Impossible de dresser un profil type du joueur addict. À SOS Joueurs, Armelle Achour, psychologue et fondatrice de l'association, relève simplement quelques constantes : « On remarque que beaucoup de joueurs dépendants ont gagné au début une grosse somme. Ce qui les a incités à rejouer. Parallèlement, ils ont souvent connu une rupture dans leur vie : divorce, décès, perte d'emploi... ». Beaucoup consacrent au jeu la totalité de leur salaire ou allocation Assedic. Quelquefois même les allocations familiales. « J'ai des patients qui accumulent pendant plus d'un an des factures dans un tiroir, sans même ouvrir les enveloppes », raconte Armelle Achour. Ils ont trois, quatre, voire cinq crédits revolving sur le dos et sont interdits bancaires pour avoir payé leurs dettes de jeu avec des chèques sans provision. Beaucoup ont entraîné leur famille dans la spirale infernale du jeu avant de plonger dans la dépression ou la délinquance, toute ressource extérieure épuisée. 80 % des usagers de SOS Joueurs sont dépressifs. 20 % ont commis des délits : détournements de fonds, vente de biens gagés, malversations, abus de confiance, vols qualifiés, cambriolages et escroqueries en tout genre. Mais rien n'apparaît dans les statistiques de la justice. Selon le psychiatre strasbourgeois Christian Bucher, expert judiciaire auprès de la cour d'appel de Colmar, les joueurs délinquants seraient enclins à cacher leurs problèmes de jeu. Et les tribunaux ne parviendraient pas à les déceler, faute d'expertise psychiatrique. « Celle-ci n'est pas obligatoire dans les tribunaux correctionnels, donc rarement demandée par les magistrats », note le praticien.

La France en retard

En France, aucun service de l'État n'évalue les effets sociaux, sanitaires et économiques du jeu, nocifs ou pas. La dernière publication relative aux joueurs remonte à 1993. Par ailleurs, aucune étude épidémiologique ou clinique approfondie n'a encore été réalisée sur les joueurs addicts. Une carence inquiétante dont la Cour des comptes s'est émue dans son rapport 2001. Autre signal d'alarme : un rapport du Sénat, « Les jeux de hasard et d'argent », rendu public en février 2002. « La prise en charge des joueurs dépendants par notre système de santé publique est totalement déficiente », note son rapporteur, le sénateur François Trucy.
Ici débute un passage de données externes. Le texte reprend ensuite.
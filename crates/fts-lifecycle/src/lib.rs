//! # fts-lifecycle
//!
//! Keeps a derived full-text index consistent with the primary message
//! table, whichever engine hosts it.
//!
//! ## Key Components
//!
//! - [`IndexManager`]: One-shot `ensure`, background single-flight rebuilds,
//!   readiness gating and failure reporting
//! - [`IndexDriver`]: Engine-specific schema validation and rebuild
//! - [`VersionStore`]: Persistence for per-backend [`fts_types::VersionRecord`]s
//! - [`LifecycleState`]: In-memory `initialized` / `rebuilding` / `ready` /
//!   `last_error` flags
//!
//! ## Lifecycle
//!
//! 1. `ensure` migrates the version table and reads the backend's record
//! 2. A ready record at the target generation is confirmed with `validate_schema`
//! 3. Anything else launches a rebuild on a background task and returns
//! 4. The rebuild writes `building`, runs the driver, then writes `ready` or `error`
//!
//! A failed rebuild is not retried. The index stays unready until the next
//! process start or an explicit [`IndexManager::force_rebuild`].

pub mod driver;
pub mod error;
pub mod guard;
pub mod manager;
pub mod rebuild;
pub mod state;
pub mod store;

pub use driver::{check_cancelled, IndexDriver, PlannedStatement};
pub use error::LifecycleError;
pub use guard::{FlightGuard, SingleFlight};
pub use manager::{EnsureOutcome, IndexManager, ManagerConfig};
pub use rebuild::{
    success_message, IndexHealth, RebuildOutcome, RebuildPhase, RebuildReport, RebuildStats,
};
pub use state::{LifecycleState, StateSnapshot};
pub use store::{MemoryVersionStore, VersionStore, VERSION_TABLE};

// Re-exported so drivers and callers share one token type.
pub use tokio_util::sync::CancellationToken;
//! # fts-sqlite
//!
//! SQLite FTS5 backend for the message index lifecycle.
//!
//! The derived index is an FTS5 virtual table kept in step with the primary
//! table by after-insert, after-delete and after-update triggers. Version
//! records live in `fts_index_versions` in the same database file.

pub mod driver;
pub mod store;

use std::str::FromStr;
use std::time::Duration;

use fts_lifecycle::{IndexManager, LifecycleError, ManagerConfig};
use fts_types::SqliteSettings;
use sqlx::sqlite::{SqliteConnectOptions, SqliteJournalMode, SqlitePoolOptions};
use sqlx::SqlitePool;
use tracing::info;

pub use driver::{Fts5Driver, FTS5_TARGET_VERSION, FTS5_TOKENIZER};
pub use store::SqliteVersionStore;

/// Lifecycle manager for the FTS5 index.
pub type SqliteIndexManager = IndexManager<Fts5Driver, SqliteVersionStore>;

const BUSY_TIMEOUT: Duration = Duration::from_secs(5);

/// Open a pool on `settings.database_url`, creating the file if needed.
pub async fn connect(settings: &SqliteSettings) -> Result<SqlitePool, LifecycleError> {
    let options = SqliteConnectOptions::from_str(&settings.database_url)?
        .create_if_missing(true)
        .journal_mode(SqliteJournalMode::Wal)
        .busy_timeout(BUSY_TIMEOUT);

    let pool = SqlitePoolOptions::new()
        .max_connections(settings.max_connections)
        .connect_with(options)
        .await?;

    info!(url = %settings.database_url, "Opened SQLite pool");
    Ok(pool)
}

/// Build a manager whose driver and version store share `pool`.
pub fn manager(
    pool: SqlitePool,
    settings: &SqliteSettings,
    config: ManagerConfig,
) -> Result<SqliteIndexManager, LifecycleError> {
    let driver = Fts5Driver::new(pool.clone(), settings)?;
    let store = SqliteVersionStore::new(pool);
    Ok(IndexManager::new(driver, store, config))
}
//! Version record store contract.
//!
//! Pure storage: one row per backend key, always written whole.

use std::collections::HashMap;
use std::sync::atomic::{AtomicBool, AtomicUsize, Ordering};
use std::sync::RwLock;

use async_trait::async_trait;
use fts_types::VersionRecord;

use crate::error::LifecycleError;

/// Name of the version table on both engines.
pub const VERSION_TABLE: &str = "fts_index_versions";

/// Persistence for [`VersionRecord`]s.
#[async_trait]
pub trait VersionStore: Send + Sync + 'static {
    /// Create the version table if it does not exist.
    async fn migrate(&self) -> Result<(), LifecycleError>;

    /// Read the record for `key`.
    ///
    /// Returns [`VersionRecord::unknown`] when nothing is stored; a missing
    /// row is never an error.
    async fn get(&self, key: &str) -> Result<VersionRecord, LifecycleError>;

    /// Write every field of `record`, replacing any existing row for its key.
    async fn upsert(&self, record: &VersionRecord) -> Result<(), LifecycleError>;
}

/// In-process store, for tests and embedding without a database.
///
/// Failures can be switched on to exercise the orchestrator's error paths.
#[derive(Debug, Default)]
pub struct MemoryVersionStore {
    records: RwLock<HashMap<String, VersionRecord>>,
    fail_migrate: AtomicBool,
    fail_writes: AtomicBool,
    writes: AtomicUsize,
}

impl MemoryVersionStore {
    pub fn new() -> Self {
        Self::default()
    }

    /// Seed a record, as if left behind by an earlier process.
    pub fn with_record(self, record: VersionRecord) -> Self {
        self.records
            .write()
            .unwrap_or_else(|poisoned| poisoned.into_inner())
            .insert(record.key.clone(), record);
        self
    }

    pub fn set_fail_migrate(&self, fail: bool) {
        self.fail_migrate.store(fail, Ordering::SeqCst);
    }

    pub fn set_fail_writes(&self, fail: bool) {
        self.fail_writes.store(fail, Ordering::SeqCst);
    }

    /// Number of successful upserts so far.
    pub fn write_count(&self) -> usize {
        self.writes.load(Ordering::SeqCst)
    }

    /// Read a record without going through the async trait.
    pub fn snapshot(&self, key: &str) -> Option<VersionRecord> {
        self.records
            .read()
            .unwrap_or_else(|poisoned| poisoned.into_inner())
            .get(key)
            .cloned()
    }
}

#[async_trait]
impl VersionStore for MemoryVersionStore {
    async fn migrate(&self) -> Result<(), LifecycleError> {
        if self.fail_migrate.load(Ordering::SeqCst) {
            return Err(LifecycleError::VersionStore(
                "migration disabled".to_string(),
            ));
        }
        Ok(())
    }

    async fn get(&self, key: &str) -> Result<VersionRecord, LifecycleError> {
        Ok(self
            .snapshot(key)
            .unwrap_or_else(|| VersionRecord::unknown(key)))
    }

    async fn upsert(&self, record: &VersionRecord) -> Result<(), LifecycleError> {
        if self.fail_writes.load(Ordering::SeqCst) {
            return Err(LifecycleError::VersionStore("writes disabled".to_string()));
        }
        self.records
            .write()
            .unwrap_or_else(|poisoned| poisoned.into_inner())
            .insert(record.key.clone(), record.clone());
        self.writes.fetch_add(1, Ordering::SeqCst);
        Ok(())
    }
}
//! Settings API endpoints

use axum::Extension;
use serde::Deserialize;
use serde::Serialize;

use crate::snippet::DEFAULT_SHEET_NAME;
use crate::snippet::SpreadsheetSettings;
use crate::storage::Storage;

use super::Error;
use super::Form;
use super::Operator;
use super::Success;

/// Get the current spreadsheet settings
///
/// Request:
/// ```sh
/// curl -v -H 'Authorization: Bearer tokentokentoken' \
///     http://localhost:6000/api/settings/spreadsheet
/// ```
pub async fn spreadsheet(
    Extension(storage): Extension<Storage>,
    _operator: Operator,
) -> Result<Success<SpreadsheetSettings>, Error> {
    Ok(Success::ok(storage.find_spreadsheet_settings().await))
}

/// Spreadsheet settings form
#[derive(Debug, Deserialize)]
#[serde(rename_all = "camelCase")]
pub struct SpreadsheetSettingsForm {
    /// API key with read access
    api_key: String,

    /// Spreadsheet ID
    spreadsheet_id: String,

    /// Sheet name, `Links` when not provided
    sheet_name: Option<String>,
}

/// Response of saving the settings
#[derive(Debug, Serialize)]
#[serde(rename_all = "camelCase")]
pub struct SavedSettingsResponse {
    /// The saved settings
    pub settings: SpreadsheetSettings,

    /// Number of templates with a regenerated snippet
    pub regenerated_scripts: usize,
}

/// Save the spreadsheet settings based on the
/// [`SpreadsheetSettingsForm`](SpreadsheetSettingsForm) form
///
/// The snippets of all templates are regenerated with the new settings
///
/// Request:
/// ```sh
/// curl -v -XPUT -H 'Content-Type: application/json' \
///     -H 'Authorization: Bearer tokentokentoken' \
///     -d '{ "apiKey": "key", "spreadsheetId": "id", "sheetName": "Links" }' \
///     http://localhost:6000/api/settings/spreadsheet
/// ```
pub async fn save_spreadsheet(
    Extension(storage): Extension<Storage>,
    _operator: Operator,
    Form(form): Form<SpreadsheetSettingsForm>,
) -> Result<Success<SavedSettingsResponse>, Error> {
    let settings = SpreadsheetSettings {
        api_key: form.api_key.trim().to_string(),
        spreadsheet_id: form.spreadsheet_id.trim().to_string(),
        sheet_name: form
            .sheet_name
            .map(|sheet_name| sheet_name.trim().to_string())
            .filter(|sheet_name| !sheet_name.is_empty())
            .unwrap_or_else(|| DEFAULT_SHEET_NAME.to_string()),
    };

    let regenerated_scripts = storage.save_spreadsheet_settings(settings.clone()).await?;

    tracing::info!("Spreadsheet settings saved, {regenerated_scripts} snippets regenerated");

    Ok(Success::ok(SavedSettingsResponse {
        settings,
        regenerated_scripts,
    }))
}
La France demeure très en retard par rapport aux autres pays, notamment anglo-saxons. Elle est pourtant une des nations qui jouent le plus : deuxième rang mondial pour les casinos (produit brut des jeux), cinquième en ce qui concerne les loteries, seconde en Europe en termes de volume de paris. Mais les trois opérateurs de jeux - Française des Jeux (FDJ), PMU et casinos - se sentent peu concernés par la dépen dance de leurs clients. La FDJ nie que ses produits soient addictifs, même si elle confie verser depuis peu une petite subvention à SOS Joueurs (7 620 euros). Au Canada, son équivalent, Loto Québec, a instauré une permanence téléphonique et une consultation pour les joueurs. Côté casinos, le groupe Accor distribue à ses clients un petit « Guide de prévention aux risques d'abus de jeux ». « Vous jouez avec votre argent, gardez la raison ! » peut-on lire. Ça s'arrête là. Aux États-Unis, une prise en charge des joueurs addicts est assurée à l'intérieur même des casinos par des psychologues. Chez nous, le seul recours proposé au joueur est de se faire interdire de jeu. Et encore la démarche n'est-elle possible que pour les jeux traditionnels (roulette, black jack...) - environ 30 000 joueurs y sont interdits.

Ces dernières années, plusieurs études nord-américaines ont montré la forte corrélation entre le développement de l'offre de jeu et la progression du nombre de joueurs pathologiques ou à problèmes. Pourtant, en France, le périmètre des jeux, défini par le ministère de l'Intérieur, ne cesse de s'élargir depuis vingt-cinq ans : Quarté, Quinté, Loto, tickets de grattage, Rapido... Il existe aujourd'hui en France un détaillant de la FDJ pour moins de 1 400 habitants. « Mieux que les boulangeries ou les bureaux de poste », observe le rapport du Sénat.

Ainsi, 30,5 millions de personnes ont joué à un jeu de la Française des Jeux, soit un Français ou une Française sur deux. Même certains mineurs s'y sont mis. « Ils grattent, constate un buraliste de Bagneux (Hauts-de-Seine). Ils achètent les tickets pour leurs parents. Et prennent souvent la manie ». D'où les inquiétudes du Sénat : « La FDJ ne peut se dispenser de veiller à ce que ses distributeurs respectent l'interdiction de vendre des jeux aux mineurs ». Selon la régie, la part des mineurs représenterait 1 à 2 % de la clientèle des jeux de grattage. Mais elle se défend de concevoir des jeux spécifiques pour les jeunes et rappelle qu'elle ne fait pas de publicité auprès d'eux. Elle a cependant installé 1 200 distributeurs automatiques en France, dont l'accès est libre.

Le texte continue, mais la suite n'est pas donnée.